Aanvankelijk was er veel wantrouwen, omdat men mij zei dat ware rationaliteit het uitoefenen van de wil, het beoefenen van de ascese en het toepassen van de prudentie impliceert. Het hart paste niet binnen deze categorieën. “L’Osservatore Romano” publiceerde vervolgens de presentatie en de inleiding op het boek. In 1985 schreef de paus mij een brief waarin hij zijn waardering uitte voor het feit dat ik de rijkdom van de oosterse spiritualiteit in heel de Kerk had geïntroduceerd. Een van de eersten die mij feliciteerde, was de patriarch van Constantinopel. Ook de patriarch van Moskou toonde mij zijn vriendschap door mij een gouden medaille te schenken voor wat ik had geschreven. Wat is dan het hart? Het hart staat voor de mens in zijn totaliteit, in al zijn relaties. Het leven veronderstelt het geheel van de mens, de harmonieuze samenwerking van alle vermogens, en deze komt het beste tot uitdrukking in de term “hart”. Met andere woorden: het hart is de persoon. Zoals de Bijbel het zegt: jij bent precies, zoals je bent in je hart.
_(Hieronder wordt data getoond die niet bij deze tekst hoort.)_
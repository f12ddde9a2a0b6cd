//! Transit Orchestrator - multi-agent routing for a transit assistant
//!
//! A user message is classified into an intent and an ordered list of
//! backend agents (alerts, stops, trip planning). The agents are called
//! over the A2A request/reply protocol and their replies merged into one
//! answer.
//!
//! # Example
//!
//! ```ignore
//! use transit_orchestrator::config::config_path;
//! use transit_orchestrator::{Config, Orchestrator};
//!
//! #[tokio::main]
//! async fn main() -> anyhow::Result<()> {
//!     let config = Config::load_from(&config_path()?)?;
//!     let orchestrator = Orchestrator::from_config(&config)?;
//!     let outcome = orchestrator.process("Red Line delays?", "conv-1").await;
//!     println!("{}", outcome.response);
//!     Ok(())
//! }
//! ```

pub mod types;
pub mod error;
pub mod config;
pub mod llm;
pub mod orchestrator;
pub mod server;
pub mod cli;

pub use config::Config;
pub use error::{ClassifyError, DiscoveryError, InvokeError};
pub use orchestrator::{Orchestrator, TurnOutcome};
pub use server::{start as start_server, ServerState};
pub use types::{AgentId, AgentResult, Intent, RoutingDecision};

/// Library version
pub const VERSION: &str = env!("CARGO_PKG_VERSION");

/// Library name
pub const NAME: &str = env!("CARGO_PKG_NAME");

/// Truncate to at most `max` bytes without splitting a UTF-8 character
pub fn truncate_safe(s: &str, max: usize) -> &str {
    if s.len() <= max {
        return s;
    }
    let mut end = max;
    while !s.is_char_boundary(end) {
        end -= 1;
    }
    &s[..end]
}

#[cfg(test)]
mod tests {
    use super::*;

    #[test]
    fn test_truncate_safe() {
        assert_eq!(truncate_safe("hello", 10), "hello");
        assert_eq!(truncate_safe("hello", 3), "hel");
        // 'é' is two bytes; never split it
        assert_eq!(truncate_safe("café", 4), "caf");
    }
}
- Eminentie, U kent de gemeenschap Redemptor hominis bijna vanaf het begin van haar religieuze tocht. Als u de essentie van onze religieuze ervaring zoudt willen omschrijven – en het ontkennen hiervan zou leiden tot verlies van eigen identiteit –, waaraan zoudt u ons dan willen herinneren?
Jullie zijn juist begonnen bij het goddelijk vaderschap, het geestelijke vaderschap. Jullie moeten verdergaan op deze weg, anders vervalt men tot legalisme. Ik citeer hier graag ter vergelijking een uitdrukking van Chiara Lubich: “Altijd Focolare, alleen maar Focolare”. Organisatie, wet, activisme kunnen de Focolare niet doen verdwijnen, de plaats waar het charisma van de Focolarini ontstaat.
Jullie weg is die welke jullie zijn opgegaan sinds de jaren van de Borgata. Aan jullie de taak deze te gaan tot het einde toe.